• **ACTION ITEM**
Your response must be made up of each line in the data below that contains the string "paid".

====

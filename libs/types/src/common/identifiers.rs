//! # Typed Identifiers
//!
//! Zero-cost wrappers around `u64` ids so that an account can never be passed
//! where a market is expected.
//!
//! ```rust
//! use types::{AccountId, MarketId};
//!
//! fn open(market: MarketId, owner: AccountId) -> String {
//!     format!("{market} / {owner}")
//! }
//!
//! assert_eq!(open(MarketId::new(3), AccountId::new(9)), "MarketId(3) / AccountId(9)");
//! ```

/// Macro for generating typed ID wrappers
///
/// Each generated type is `#[repr(transparent)]` over `u64`, serializes as the
/// raw integer and displays as `Name(id)`.
#[macro_export]
macro_rules! define_typed_id {
    (
        $(#[$meta:meta])*
        $name:ident
    ) => {
        $(#[$meta])*
        #[derive(
            Debug,
            Clone,
            Copy,
            PartialEq,
            Eq,
            PartialOrd,
            Ord,
            Hash,
            Default
        )]
        #[repr(transparent)]
        pub struct $name(pub u64);

        impl $name {
            /// Create a new typed ID
            #[inline(always)]
            pub const fn new(id: u64) -> Self {
                Self(id)
            }

            /// Create a new typed ID, rejecting the null id
            #[inline]
            pub fn new_validated(
                id: u64,
            ) -> Result<Self, $crate::common::errors::ValidationError> {
                if id == 0 {
                    return Err($crate::common::errors::ValidationError::NullId);
                }
                Ok(Self(id))
            }

            /// Extract the inner u64 value
            #[inline(always)]
            pub const fn inner(&self) -> u64 {
                self.0
            }

            /// Check if this is a null/zero ID
            #[inline(always)]
            pub fn is_null(&self) -> bool {
                self.0 == 0
            }
        }

        // Display for debugging and logging
        impl std::fmt::Display for $name {
            fn fmt(&self, f: &mut std::fmt::Formatter<'_>) -> std::fmt::Result {
                write!(f, "{}({})", stringify!($name), self.0)
            }
        }

        impl From<u64> for $name {
            #[inline(always)]
            fn from(id: u64) -> Self {
                Self(id)
            }
        }

        impl From<$name> for u64 {
            #[inline(always)]
            fn from(id: $name) -> u64 {
                id.0
            }
        }

        // Serialization support - serializes as raw u64
        impl serde::Serialize for $name {
            fn serialize<S>(&self, serializer: S) -> Result<S::Ok, S::Error>
            where
                S: serde::Serializer,
            {
                serde::Serialize::serialize(&self.0, serializer)
            }
        }

        impl<'de> serde::Deserialize<'de> for $name {
            fn deserialize<D>(deserializer: D) -> Result<Self, D::Error>
            where
                D: serde::Deserializer<'de>,
            {
                <u64 as serde::Deserialize>::deserialize(deserializer).map(Self)
            }
        }
    };
}

define_typed_id!(
    /// Liquidity provider or trader account
    AccountId
);

define_typed_id!(
    /// Underlying rate market (one rate index source per market)
    MarketId
);
//! Square-root price AMM step math
//!
//! Token amounts between two square-root prices for a fixed liquidity, the
//! price reached after adding or removing an amount, and a single fee-less
//! swap step. Rounding always favours the pool: amounts paid in round up,
//! amounts paid out round down.
//!
//! Token0 is the notional-per-price leg and token1 is the base leg,
//! `amount1 = L * (sqrt_b - sqrt_a) / 2^96`.

use crate::error::{VammError, VammResult};
use primitive_types::U256;
use types::{div_rounding_up, mul_div, mul_div_rounding_up, narrow_u128, Q96_U256, RESOLUTION};

/// Outcome of one swap step
#[derive(Debug, Clone, Copy, PartialEq, Eq)]
pub struct SwapStep {
    pub sqrt_price_next_x96: u128,
    pub amount_in: u128,
    pub amount_out: u128,
}

fn sorted(a: u128, b: u128) -> (u128, u128) {
    if a > b {
        (b, a)
    } else {
        (a, b)
    }
}

/// Token0 between two prices
pub fn amount0_delta(
    sqrt_ratio_a_x96: u128,
    sqrt_ratio_b_x96: u128,
    liquidity: u128,
    round_up: bool,
) -> VammResult<u128> {
    let (lower, upper) = sorted(sqrt_ratio_a_x96, sqrt_ratio_b_x96);
    if lower == 0 {
        return Err(VammError::SqrtPriceOutOfBounds { sqrt_price_x96: 0 });
    }

    let numerator1 = U256::from(liquidity) << RESOLUTION;
    let numerator2 = U256::from(upper - lower);
    let amount = if round_up {
        div_rounding_up(
            mul_div_rounding_up(numerator1, numerator2, U256::from(upper))?,
            U256::from(lower),
        )?
    } else {
        mul_div(numerator1, numerator2, U256::from(upper))? / U256::from(lower)
    };
    Ok(narrow_u128(amount, "amount0_delta")?)
}

/// Token1 (base) between two prices
pub fn amount1_delta(
    sqrt_ratio_a_x96: u128,
    sqrt_ratio_b_x96: u128,
    liquidity: u128,
    round_up: bool,
) -> VammResult<u128> {
    let (lower, upper) = sorted(sqrt_ratio_a_x96, sqrt_ratio_b_x96);
    let liquidity = U256::from(liquidity);
    let width = U256::from(upper - lower);
    let amount = if round_up {
        mul_div_rounding_up(liquidity, width, Q96_U256)?
    } else {
        mul_div(liquidity, width, Q96_U256)?
    };
    Ok(narrow_u128(amount, "amount1_delta")?)
}

/// Signed token1 for a signed liquidity change: rounds up when liquidity is
/// added and down (then negated) when it is removed
pub fn amount1_delta_signed(
    sqrt_ratio_a_x96: u128,
    sqrt_ratio_b_x96: u128,
    liquidity: i128,
) -> VammResult<i128> {
    let to_signed = |amount: u128| {
        i128::try_from(amount).map_err(|_| VammError::ArithmeticOverflow {
            operation: "amount1_delta_signed",
        })
    };
    if liquidity < 0 {
        let amount = amount1_delta(
            sqrt_ratio_a_x96,
            sqrt_ratio_b_x96,
            liquidity.unsigned_abs(),
            false,
        )?;
        Ok(-to_signed(amount)?)
    } else {
        let amount = amount1_delta(sqrt_ratio_a_x96, sqrt_ratio_b_x96, liquidity as u128, true)?;
        to_signed(amount)
    }
}

fn next_sqrt_price_from_amount0_rounding_up(
    sqrt_price_x96: u128,
    liquidity: u128,
    amount: u128,
    add: bool,
) -> VammResult<u128> {
    if amount == 0 {
        return Ok(sqrt_price_x96);
    }
    let numerator1 = U256::from(liquidity) << RESOLUTION;
    let sqrt_price = U256::from(sqrt_price_x96);
    let amount = U256::from(amount);
    let product = amount.checked_mul(sqrt_price);

    let next = if add {
        match product.and_then(|p| numerator1.checked_add(p)) {
            Some(denominator) => mul_div_rounding_up(numerator1, sqrt_price, denominator)?,
            None => div_rounding_up(numerator1, (numerator1 / sqrt_price) + amount)?,
        }
    } else {
        let product = product.ok_or(VammError::ArithmeticOverflow {
            operation: "next_sqrt_price_from_amount0",
        })?;
        if numerator1 <= product {
            return Err(VammError::ArithmeticOverflow {
                operation: "next_sqrt_price_from_amount0",
            });
        }
        mul_div_rounding_up(numerator1, sqrt_price, numerator1 - product)?
    };
    Ok(narrow_u128(next, "next_sqrt_price_from_amount0")?)
}

fn next_sqrt_price_from_amount1_rounding_down(
    sqrt_price_x96: u128,
    liquidity: u128,
    amount: u128,
    add: bool,
) -> VammResult<u128> {
    let sqrt_price = U256::from(sqrt_price_x96);
    let next = if add {
        let quotient = mul_div(U256::from(amount), Q96_U256, U256::from(liquidity))?;
        sqrt_price
            .checked_add(quotient)
            .ok_or(VammError::ArithmeticOverflow {
                operation: "next_sqrt_price_from_amount1",
            })?
    } else {
        let quotient = mul_div_rounding_up(U256::from(amount), Q96_U256, U256::from(liquidity))?;
        if sqrt_price <= quotient {
            return Err(VammError::ArithmeticOverflow {
                operation: "next_sqrt_price_from_amount1",
            });
        }
        sqrt_price - quotient
    };
    Ok(narrow_u128(next, "next_sqrt_price_from_amount1")?)
}

/// Price after paying `amount_in` of token0 (`zero_for_one`) or token1
pub fn next_sqrt_price_from_input(
    sqrt_price_x96: u128,
    liquidity: u128,
    amount_in: u128,
    zero_for_one: bool,
) -> VammResult<u128> {
    if zero_for_one {
        next_sqrt_price_from_amount0_rounding_up(sqrt_price_x96, liquidity, amount_in, true)
    } else {
        next_sqrt_price_from_amount1_rounding_down(sqrt_price_x96, liquidity, amount_in, true)
    }
}

/// Price after receiving `amount_out` of token1 (`zero_for_one`) or token0
pub fn next_sqrt_price_from_output(
    sqrt_price_x96: u128,
    liquidity: u128,
    amount_out: u128,
    zero_for_one: bool,
) -> VammResult<u128> {
    if zero_for_one {
        next_sqrt_price_from_amount1_rounding_down(sqrt_price_x96, liquidity, amount_out, false)
    } else {
        next_sqrt_price_from_amount0_rounding_up(sqrt_price_x96, liquidity, amount_out, false)
    }
}

/// One fee-less step from `current` toward `target`.
///
/// `amount_remaining >= 0` is exact input, negative is exact output. The
/// direction follows from the two prices: target below current means token0
/// in and token1 out.
pub fn compute_swap_step(
    sqrt_ratio_current_x96: u128,
    sqrt_ratio_target_x96: u128,
    liquidity: u128,
    amount_remaining: i128,
) -> VammResult<SwapStep> {
    let (current, target) = (sqrt_ratio_current_x96, sqrt_ratio_target_x96);
    let zero_for_one = current >= target;
    let exact_in = amount_remaining >= 0;
    let remaining = amount_remaining.unsigned_abs();

    let mut amount_in = 0;
    let mut amount_out = 0;

    let sqrt_next = if exact_in {
        amount_in = if zero_for_one {
            amount0_delta(target, current, liquidity, true)?
        } else {
            amount1_delta(current, target, liquidity, true)?
        };
        if remaining >= amount_in {
            target
        } else {
            next_sqrt_price_from_input(current, liquidity, remaining, zero_for_one)?
        }
    } else {
        amount_out = if zero_for_one {
            amount1_delta(target, current, liquidity, false)?
        } else {
            amount0_delta(current, target, liquidity, false)?
        };
        if remaining >= amount_out {
            target
        } else {
            next_sqrt_price_from_output(current, liquidity, remaining, zero_for_one)?
        }
    };

    let reached_target = target == sqrt_next;

    if zero_for_one {
        if !(reached_target && exact_in) {
            amount_in = amount0_delta(sqrt_next, current, liquidity, true)?;
        }
        if !(reached_target && !exact_in) {
            amount_out = amount1_delta(sqrt_next, current, liquidity, false)?;
        }
    } else {
        if !(reached_target && exact_in) {
            amount_in = amount1_delta(current, sqrt_next, liquidity, true)?;
        }
        if !(reached_target && !exact_in) {
            amount_out = amount0_delta(current, sqrt_next, liquidity, false)?;
        }
    }

    // cap the output at the requested amount
    if !exact_in && amount_out > remaining {
        amount_out = remaining;
    }

    Ok(SwapStep {
        sqrt_price_next_x96: sqrt_next,
        amount_in,
        amount_out,
    })
}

====

• **RESULT FOR THIS TASK**
//! swap step. Rounding always favours the pool: amounts paid in round up,
//! amounts paid out round down.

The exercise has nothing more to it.